You have not proven that the US government defines the crossbow as a bow - in fact, the hunting applications would refute your claim.

You use NAA and IBO to determine a crossbow's status - but these are not hunting organizations. In fact, the preeminent bowhunting organization, Pope&Young Club, says the exact opposite of what you imply.

You cannot produce the evidence that would support your claim that most states define a crossbow as a bow. In fact, even OHIO defines the two differently.

PROVE to me that "most people and the most relevant organizations believe" it is a bow. Most people means most, Jim. Show me the DATA. Relevant organizations, in this case, means HUNTING organizations, since we are discussing the appropriateness of crossbows for bowhunting. I have 72 hunting organizations that say YOU ARE WRONG, Show me what you got.

You have 30 years of NOTHING on your side. Archery competitions are not hunting. Ohio is not the nation. You have NO proof that crossbows belong.

You are wrong, plain and simple. Doctari - those are some anti crossbow FACTS for you.


----------



## BigBirdVA

thesource said:


> YOU won't give me the "facts."


You can't handle the facts.
No where xbows have been allowed have they had to be restricted in any way because of their ability to over harvest deer. If they aren't doing that then all other points are moot. Hunting is recreation. Get over it and focus on something you might be able to win. You're out of your league on this one.
Try the animal rights groups. People you have something in common with. Another illogical emotionally based argument full of idiots that can't be reasoned with. You should feel right at home with them.


----------



## thesource

What a loser reply....

Let Jim get off the ropes by himself, if he can.

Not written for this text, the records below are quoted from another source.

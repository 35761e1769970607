//! # Engine Configuration
//!
//! Read once at start-up from TOML. Every field has a default, so an empty
//! document is a valid configuration.
//!
//! ```toml
//! host_version = "1.20.6"
//! tick_rate = 20
//! visibility_radius = 64.0
//! visibility_interval_ticks = 10
//! transport_capacity = 4096
//! log_level = "info"
//! ```

use std::path::Path;

use serde::Deserialize;
use wraith_shared::{WraithError, WraithResult};

/// Highest accepted tick rate.
pub const MAX_TICK_RATE: u32 = 1000;

/// Engine configuration.
#[derive(Clone, Debug, PartialEq, Deserialize)]
#[serde(default, deny_unknown_fields)]
pub struct EngineConfig {
    /// Version string the host declares. Drives schema negotiation.
    pub host_version: String,
    /// Host ticks per second.
    pub tick_rate: u32,
    /// Base viewer radius in blocks, scaled by each model's view range.
    pub visibility_radius: f64,
    /// Visibility is recomputed every N ticks. `0` disables it.
    pub visibility_interval_ticks: u32,
    /// Bounded transport channel size.
    pub transport_capacity: usize,
    /// Tracing filter directive for binaries.
    pub log_level: String,
}

impl Default for EngineConfig {
    fn default() -> Self {
        Self {
            host_version: "1.20.6".to_string(),
            tick_rate: 20,
            visibility_radius: 64.0,
            visibility_interval_ticks: 10,
            transport_capacity: 4096,
            log_level: "info".to_string(),
        }
    }
}

impl EngineConfig {
    /// Parses and validates a TOML document.
    ///
    /// # Errors
    ///
    /// `InvalidConfig` on malformed TOML or out-of-range values.
    pub fn from_toml_str(source: &str) -> WraithResult<Self> {
        let config: Self =
            toml::from_str(source).map_err(|e| WraithError::InvalidConfig(e.to_string()))?;
        config.validate()?;
        Ok(config)
    }

    /// Reads, parses and validates a TOML file.
    ///
    /// # Errors
    ///
    /// `InvalidConfig` if the file cannot be read or fails validation.
    pub fn from_toml_file(path: impl AsRef<Path>) -> WraithResult<Self> {
        let path = path.as_ref();
        let source = std::fs::read_to_string(path)
            .map_err(|e| WraithError::InvalidConfig(format!("{}: {e}", path.display())))?;
        Self::from_toml_str(&source)
    }

    /// Checks value ranges.
    ///
    /// # Errors
    ///
    /// `InvalidConfig` naming the first offending field.
    pub fn validate(&self) -> WraithResult<()> {
        if self.tick_rate == 0 || self.tick_rate > MAX_TICK_RATE {
            return Err(WraithError::InvalidConfig(format!(
                "tick_rate must be between 1 and {MAX_TICK_RATE}, but was {}",
                self.tick_rate
            )));
        }
        if !(self.visibility_radius.is_finite() && self.visibility_radius > 0.0) {
            return Err(WraithError::InvalidConfig(format!(
                "visibility_radius must be positive, but was {}",
                self.visibility_radius
            )));
        }
        if self.transport_capacity == 0 {
            return Err(WraithError::InvalidConfig(
                "transport_capacity must be positive".to_string(),
            ));
        }
        if self.host_version.trim().is_empty() {
            return Err(WraithError::InvalidConfig(
                "host_version must not be empty".to_string(),
            ));
        }
        Ok(())
    }
}

#[cfg(test)]
mod tests {
    use super::*;

    #[test]
    fn test_empty_document_uses_defaults() {
        let config = EngineConfig::from_toml_str("").unwrap();
        assert_eq!(config, EngineConfig::default());
        assert_eq!(config.tick_rate, 20);
        assert_eq!(config.host_version, "1.20.6");
    }

    #[test]
    fn test_partial_document() {
        let config = EngineConfig::from_toml_str(
            r#"
            host_version = "1.20.5"
            tick_rate = 40
            visibility_interval_ticks = 0
            "#,
        )
        .unwrap();
        assert_eq!(config.host_version, "1.20.5");
        assert_eq!(config.tick_rate, 40);
        assert_eq!(config.visibility_interval_ticks, 0);
        assert_eq!(config.transport_capacity, 4096);
    }

    #[test]
    fn test_rejects_bad_values() {
        for source in [
            "tick_rate = 0",
            "tick_rate = 5000",
            "visibility_radius = -1.0",
            "transport_capacity = 0",
            "host_version = \"  \"",
        ] {
            assert!(
                matches!(
                    EngineConfig::from_toml_str(source),
                    Err(WraithError::InvalidConfig(_))
                ),
                "{source}"
            );
        }
    }

    #[test]
    fn test_rejects_malformed_toml() {
        assert!(EngineConfig::from_toml_str("tick_rate = ").is_err());
        assert!(EngineConfig::from_toml_str("unknown_key = 1").is_err());
    }

    #[test]
    fn test_missing_file() {
        let err = EngineConfig::from_toml_file("/nonexistent/wraith.toml").unwrap_err();
        assert!(matches!(err, WraithError::InvalidConfig(_)));
    }
}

Your changing the subject to harvest rates (where you know no data exists)and away from the fundamental issue of whether or not crossbows BELONG in bow season in the first place is an obvious diversion.

Let the dust settle where it may....


----------



## thesource

BigBirdVA said:


> Try the animal rights groups. People you have something in common with. Another illogical emotionally based argument full of idiots that can't be reasoned with. You should feel right at home with them.



This has become the standard response of ethically challenged hunters nationwide.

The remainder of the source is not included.